The boy watches, and smiles, and encourages, while Pooh reasons and figures with his little mind and then rolls himself in the black mud so that he can pretend to be a dark cloud under the sky-colored balloon. Of course, the bees start stinging poor Pooh and he needs help getting down. Christopher Robin laughs in his heart, muttering, “Silly old Bear!”

But he loves Pooh, through all Pooh’s proud songs and falls and scratches and honey-searches and his crashes into holes. Pooh is cute and lovable and important, for one reason: he glows from the light reflected in the boy’s loving eyes.

Those of us who have accepted the gift of God’s Son are being discipled at this very moment, by One much greater than any Christopher Robin. He sits outside our little world, there with his Father who wrote our history, talking together about us, chuckling over us, holding us. He lives, too, inside our stories, always ready to help, letting us try and fail and picking us up when we land into a thorn-bush. Sometimes he waits for us to run to the other end of the forest to find him; and he is there. Many times he shows up alongside us as we are hurling pine cones at each other or trying to figure out what to do about our problems. Always he teaches us. Never does he leave us. Forever he is patient with us.

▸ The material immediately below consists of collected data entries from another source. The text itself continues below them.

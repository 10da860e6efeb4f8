use egui::{Align2, Color32, FontId, Painter, Pos2, Stroke as EguiStroke};

use crate::sticker::{STICKER_SIZE, Sticker};
use crate::stroke::StrokeRef;

/// Color all strokes are drawn with.
pub const STROKE_COLOR: Color32 = Color32::BLACK;

/// Color sticker glyphs are drawn with.
pub const STICKER_COLOR: Color32 = Color32::BLACK;

/// A unit of visual content that knows how to render itself onto a surface.
///
/// The set of variants is closed; rendering dispatches over the tag rather
/// than going through trait objects.
#[derive(Clone, Debug)]
pub enum Drawable {
    Stroke(StrokeRef),
    Sticker(Sticker),
}

impl Drawable {
    /// Draw this unit onto the painter. `origin` is the top-left corner of
    /// the canvas rect; drawable coordinates are surface-relative.
    pub fn draw(&self, painter: &Painter, origin: Pos2) {
        match self {
            Drawable::Stroke(stroke) => {
                let points: Vec<Pos2> = stroke
                    .points()
                    .iter()
                    .map(|p| origin + p.to_vec2())
                    .collect();
                match points.len() {
                    0 => {}
                    // A click without movement still leaves a dot
                    1 => {
                        painter.circle_filled(points[0], stroke.width() / 2.0, STROKE_COLOR);
                    }
                    _ => {
                        painter.add(egui::Shape::line(
                            points,
                            EguiStroke::new(stroke.width(), STROKE_COLOR),
                        ));
                    }
                }
            }
            Drawable::Sticker(sticker) => {
                painter.text(
                    origin + sticker.position().to_vec2(),
                    Align2::CENTER_CENTER,
                    sticker.glyph(),
                    FontId::proportional(STICKER_SIZE),
                    STICKER_COLOR,
                );
            }
        }
    }

    pub fn as_sticker(&self) -> Option<&Sticker> {
        match self {
            Drawable::Sticker(sticker) => Some(sticker),
            _ => None,
        }
    }

    pub fn as_sticker_mut(&mut self) -> Option<&mut Sticker> {
        match self {
            Drawable::Sticker(sticker) => Some(sticker),
            _ => None,
        }
    }
}

/// What the cursor preview should look like for the active tool.
#[derive(Clone, Debug, PartialEq)]
pub enum CursorMode {
    Brush { width: f32 },
    Sticker { glyph: String },
}

/// Ephemeral ghost of the current tool following the pointer. Recreated on
/// every pointer move and discarded when the pointer leaves the surface;
/// never committed to history.
#[derive(Clone, Debug, PartialEq)]
pub struct CursorPreview {
    pub position: Pos2,
    pub mode: CursorMode,
}

impl CursorPreview {
    pub fn draw(&self, painter: &Painter, origin: Pos2) {
        let center = origin + self.position.to_vec2();
        match &self.mode {
            CursorMode::Brush { width } => {
                painter.circle_stroke(
                    center,
                    (width / 2.0).max(1.0),
                    EguiStroke::new(1.0, Color32::GRAY),
                );
            }
            CursorMode::Sticker { glyph } => {
                painter.text(
                    center,
                    Align2::CENTER_CENTER,
                    glyph,
                    FontId::proportional(STICKER_SIZE),
                    Color32::from_black_alpha(140),
                );
            }
        }
    }
}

So, while we’re trying to figure out whether to camp on Jesus’ command to “Go into all the world and make disciples” and take on this elusive Discipleship Project, we might not realize that we’re part of it, already. The Teacher is here, with us, in our own Hundred Acre Wood. In the end, it’s not some project. It’s just life. The life he shares with us, and the love he teaches us to give as we share with each other, learn together, and bumble through the forest on each new adventure. The D-word is as important as life itself. The call from Jesus is real. The practice is hard work, but simple, as natural as breathing and having children. The reward is life, and love. The Example is the One who wrote history and lives within it. We can just ask Pooh, and Rabbit, and Piglet. They’ll get Christopher Robin and help us go and catch a Heffalump, and we’ll receive much, much more.